観光地の人混みの中で、みおだけが少し別の縮尺にいるような感じがした。
央が、シャッターを押した。
昼食場所の選定は、思ったより難航した。
ひなが言った。
「しらす丼。絶対しらす丼。ここまで来てしらすを食べない理由がない」
太秦が言った。
「でも混んでそう。カフェにしない? あの雰囲気のいいところ」
「カフェは東京でも行けるじゃん」
「しらす丼も東京で食べれる」
「鎌倉で食べることに意味がある」
「カフェも鎌倉で食べることに意味がある」
ひなと太秦が、向かい合ったまま動かなかった。
さやかが、両者を一度見た。
「……ひなっち、そのしらす丼、行列どれくらい?」
「……調べます」
ひなが、スマートフォンを開いた。
「三十分待ち」
「太秦くんのカフェは?」
「十分待ちくらい」
「しらす丼にする」
太秦が、抗議しようとした。
「三十分の方が?」
「混んでるってことは美味しいってこと。それに三十分並べば、今日の観光で一番の思い出になる可能性がある」
太秦が、少し考えた。
「……確かに」
「でしょ」
「さやかさんの理屈、たまに飛躍するんだよな」
「飛躍してない。消去法とリスク評価の話をした」
太秦が「そう、かな」と首をかしげた。
さやかが「そう」と一言で返した。
しらす丼の店に並んだ。
待ちながら、ひなが店の壁のメニューを眺めていた。
「ダブルしらす丼ってやつにしようかな」
「それ、しらすが二倍乗ってる?」
「そう。単純に二倍」
「量は大丈夫?」
「多い方がいい。写真映えするし」
太秦が、「ひなちゃんのごはんの選び方、一貫してる」と言った。
ひなが、「そこは譲れない」と真顔で返した。
三十分後、席に着いた。
しらす丼は、想像以上に良かった。
「美味しい」
ほのかが、率直に言った。
「でしょ。来てよかった」
「来てよかったです」
「三十分並んだ意味あったね」
「三十二分です」
「……そう」
ひなが、少し笑った。
「みおはどう?」
「……美味しいです」
みおが、一口食べてから答えた。
「良かった。みおに美味しいって言ってもらえると、なんか確認できた感じがする」
「……どうしてですか」
「みおって、美味しくないものには感想を言わないじゃん。

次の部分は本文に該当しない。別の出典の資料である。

// Shared helpers for covview integration tests
#![allow(dead_code)]

use std::path::PathBuf;

/// Path of a file under `tests/fixtures/coverage`
pub fn fixture_path(name: &str) -> PathBuf {
    PathBuf::from(env!("CARGO_MANIFEST_DIR"))
        .join("tests")
        .join("fixtures")
        .join("coverage")
        .join(name)
}

pub fn fixture_bytes(name: &str) -> Vec<u8> {
    std::fs::read(fixture_path(name)).expect("Failed to read fixture")
}

// Helper to create temporary report files
pub fn create_report_file(content: &str) -> (tempfile::TempDir, PathBuf) {
    let temp_dir = tempfile::TempDir::new().expect("Failed to create temp dir");
    let file_path = temp_dir.path().join("report.json");
    std::fs::write(&file_path, content).expect("Failed to write report file");
    (temp_dir, file_path)
}

/// A well-formed report with `targets` targets of `files` files each
pub fn generated_report(targets: usize, files: usize) -> String {
    let targets: Vec<String> = (0..targets)
        .map(|t| {
            let files: Vec<String> = (0..files)
                .map(|f| {
                    format!(
                        r#"{{"coveredLines":{c},"executableLines":100,"functions":[{{"coveredLines":1,"executableLines":1,"executionCount":2,"lineCoverage":1.0,"lineNumber":3,"name":"f{f}()"}}],"lineCoverage":{r},"name":"File{f}.swift","path":"/src/T{t}/File{f}.swift"}}"#,
                        c = f % 101,
                        r = (f % 101) as f64 / 100.0,
                    )
                })
                .collect();
            format!(
                r#"{{"buildProductPath":"/Build/T{t}.app","coveredLines":0,"executableLines":0,"files":[{}],"lineCoverage":0.0,"name":"T{t}.app"}}"#,
                files.join(",")
            )
        })
        .collect();

    format!(
        r#"{{"coveredLines":0,"executableLines":0,"lineCoverage":0.0,"targets":[{}]}}"#,
        targets.join(",")
    )
}
//! Pure action determination for the main viewer keys.
//!
//! `determine_viewer_action` maps a key to a user intent without touching
//! app state; `navigation` executes the intent.

use crossterm::event::{KeyCode, KeyEvent, KeyModifiers};

/// Actions that can be triggered from the main view.
#[derive(Debug, Clone, Copy, PartialEq, Eq)]
pub enum ViewerAction {
    /// Quit the application.
    Quit,

    /// Open the file picker (the "Select a JSON file" button).
    OpenFile,

    ScrollUp,
    ScrollDown,
    PageUp,
    PageDown,
    ScrollToTop,
    ScrollToBottom,

    /// Show help overlay.
    ShowHelp,
}

/// Context needed to decide whether scrolling keys do anything.
#[derive(Debug, Clone, Copy, PartialEq, Eq)]
pub struct ViewerActionContext {
    /// Whether a report is displayed
    pub has_report: bool,
}

/// Pure function: determine which action a key triggers in the main view.
///
/// Returns `None` for unbound keys and for scrolling while nothing is loaded.
pub fn determine_viewer_action(key: KeyEvent, ctx: ViewerActionContext) -> Option<ViewerAction> {
    if key.code == KeyCode::Char('c') && key.modifiers.contains(KeyModifiers::CONTROL) {
        return Some(ViewerAction::Quit);
    }

    let action = match key.code {
        KeyCode::Char('q') | KeyCode::Esc => ViewerAction::Quit,
        KeyCode::Char('o') | KeyCode::Enter => ViewerAction::OpenFile,
        KeyCode::Char('?') => ViewerAction::ShowHelp,
        KeyCode::Up | KeyCode::Char('k') => ViewerAction::ScrollUp,
        KeyCode::Down | KeyCode::Char('j') => ViewerAction::ScrollDown,
        KeyCode::PageUp => ViewerAction::PageUp,
        KeyCode::PageDown | KeyCode::Char(' ') => ViewerAction::PageDown,
        KeyCode::Home | KeyCode::Char('g') => ViewerAction::ScrollToTop,
        KeyCode::End | KeyCode::Char('G') => ViewerAction::ScrollToBottom,
        _ => return None,
    };

    if action.is_scroll() && !ctx.has_report {
        return None;
    }
    Some(action)
}

impl ViewerAction {
    pub fn is_scroll(&self) -> bool {
        matches!(
            self,
            Self::ScrollUp
                | Self::ScrollDown
                | Self::PageUp
                | Self::PageDown
                | Self::ScrollToTop
                | Self::ScrollToBottom
        )
    }
}
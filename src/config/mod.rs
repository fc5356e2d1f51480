//! Viewer configuration.
//!
//! Settings come from three layers, highest precedence first: command-line
//! flags, an optional `.covview.toml` file, built-in defaults. The file only
//! tunes the viewer itself; nothing about a loaded report is ever persisted.

mod loader;

pub use loader::{
    directory_ancestors, discover_config, load_config_from, parse_config,
    CONFIG_FILE_NAME,
};

use crate::formatting::ColorMode;
use log::LevelFilter;
use serde::{Deserialize, Serialize};
use std::path::PathBuf;

/// Contents of `.covview.toml`
#[derive(Debug, Clone, Default, PartialEq, Serialize, Deserialize)]
#[serde(default)]
pub struct ViewerConfig {
    pub picker: PickerConfig,
    pub log: LogConfig,
    pub display: DisplayConfig,
}

#[derive(Debug, Clone, Default, PartialEq, Serialize, Deserialize)]
#[serde(default)]
pub struct PickerConfig {
    /// Directory the file picker opens in (defaults to the working directory)
    pub start_dir: Option<PathBuf>,
    /// List dot-files and dot-directories
    pub show_hidden: bool,
}

#[derive(Debug, Clone, Default, PartialEq, Serialize, Deserialize)]
#[serde(default)]
pub struct LogConfig {
    /// `error`, `warn`, `info`, `debug` or `trace`
    pub level: Option<String>,
    /// Log destination for the interactive viewer
    pub file: Option<PathBuf>,
}

#[derive(Debug, Clone, Default, PartialEq, Serialize, Deserialize)]
#[serde(default)]
pub struct DisplayConfig {
    pub color: ColorMode,
}

/// Values supplied on the command line. `None` / zero means "not given".
#[derive(Debug, Clone, Default)]
pub struct Overrides {
    pub verbosity: u8,
    pub log_file: Option<PathBuf>,
    pub start_dir: Option<PathBuf>,
    pub color: Option<ColorMode>,
}

/// Fully resolved runtime settings.
#[derive(Debug, Clone, PartialEq)]
pub struct Settings {
    pub start_dir: PathBuf,
    pub show_hidden: bool,
    pub log_level: LevelFilter,
    pub log_file: Option<PathBuf>,
    pub color: ColorMode,
}

impl Settings {
    /// Merge CLI overrides over file config over defaults. Pure.
    pub fn resolve(overrides: &Overrides, config: &ViewerConfig, cwd: PathBuf) -> Self {
        let start_dir = overrides
            .start_dir
            .clone()
            .or_else(|| config.picker.start_dir.clone())
            .unwrap_or(cwd);

        let log_level = if overrides.verbosity > 0 {
            level_from_verbosity(overrides.verbosity)
        } else {
            config
                .log
                .level
                .as_deref()
                .and_then(|s| s.parse::<LevelFilter>().ok())
                .unwrap_or(LevelFilter::Warn)
        };

        Self {
            start_dir,
            show_hidden: config.picker.show_hidden,
            log_level,
            log_file: overrides
                .log_file
                .clone()
                .or_else(|| config.log.file.clone()),
            color: overrides.color.unwrap_or(config.display.color),
        }
    }
}

/// Map `-v` occurrences to a log level
pub fn level_from_verbosity(verbosity: u8) -> LevelFilter {
    match verbosity {
        0 => LevelFilter::Warn,
        1 => LevelFilter::Info,
        2 => LevelFilter::Debug,
        _ => LevelFilter::Trace,
    }
}
//! Color themes and styling for TUI components.

use ratatui::style::{Color, Modifier, Style};

/// Color scheme for the coverage viewer
pub struct Theme {
    /// Accent color (cyan for the button, headers and key hints)
    pub primary: Color,
    /// Success color (green for well-covered numbers)
    pub success: Color,
    /// Muted color (dark gray for hints and placeholders)
    pub muted: Color,
    /// Text color (white for normal text)
    pub text: Color,
    /// Background color (black/default)
    pub background: Color,
}

impl Theme {
    pub fn default_theme() -> Self {
        Self {
            primary: Color::Cyan,
            success: Color::Green,
            muted: Color::DarkGray,
            text: Color::White,
            background: Color::Reset,
        }
    }

    /// Accent color (alias for primary)
    pub fn accent(&self) -> Color {
        self.primary
    }

    /// Style of the "Select a JSON file" button
    pub fn button_style(&self) -> Style {
        Style::default()
            .fg(self.text)
            .bg(Color::Blue)
            .add_modifier(Modifier::BOLD)
    }

    /// Summary block title
    pub fn title_style(&self) -> Style {
        Style::default()
            .fg(self.text)
            .add_modifier(Modifier::BOLD)
    }

    /// Emphasis for target headers and file names
    pub fn emphasis_style(&self) -> Style {
        Style::default().add_modifier(Modifier::BOLD)
    }

    pub fn label_style(&self) -> Style {
        Style::default().fg(self.primary)
    }

    pub fn muted_style(&self) -> Style {
        Style::default().fg(self.muted)
    }

    /// Highlighted row in the file picker
    pub fn selected_style(&self) -> Style {
        Style::default().bg(Color::DarkGray).fg(self.text)
    }

    pub fn directory_style(&self) -> Style {
        Style::default()
            .fg(self.primary)
            .add_modifier(Modifier::BOLD)
    }
}

impl Default for Theme {
    fn default() -> Self {
        Self::default_theme()
    }
}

食べてるとき黙ってるから」
みおが、少し止まった。
「……そうですか」
「気づいてなかった?」
「……あまり、意識していませんでした」
「でも、そう。だから美味しいって言ったとき、本当に美味しいんだって信頼できる」
みおが、ひなの言葉をしばらく考えるような顔をしていた。
「……それは、あまり積極的に良い評価ではないかもしれません」
「そう? あたしはいいと思う。みおが美味しいって言うと、嬉しくなる」
ひなが、また食べ始めた。
みおが、少し間を置いてから、また箸を動かした。
央は、そのやりとりを聞いていた。
ひながみおを観察していて、その観察が正確であることを、央は知っていた。
みおが「美味しい」と言う場面を、最初のうちはあまり見なかった。
でも、最近は少し増えた気がした。
(みおが変わったのか、場所が変わったのか)
どちらでもある気がした。
どちらでもあっていいとも、思った。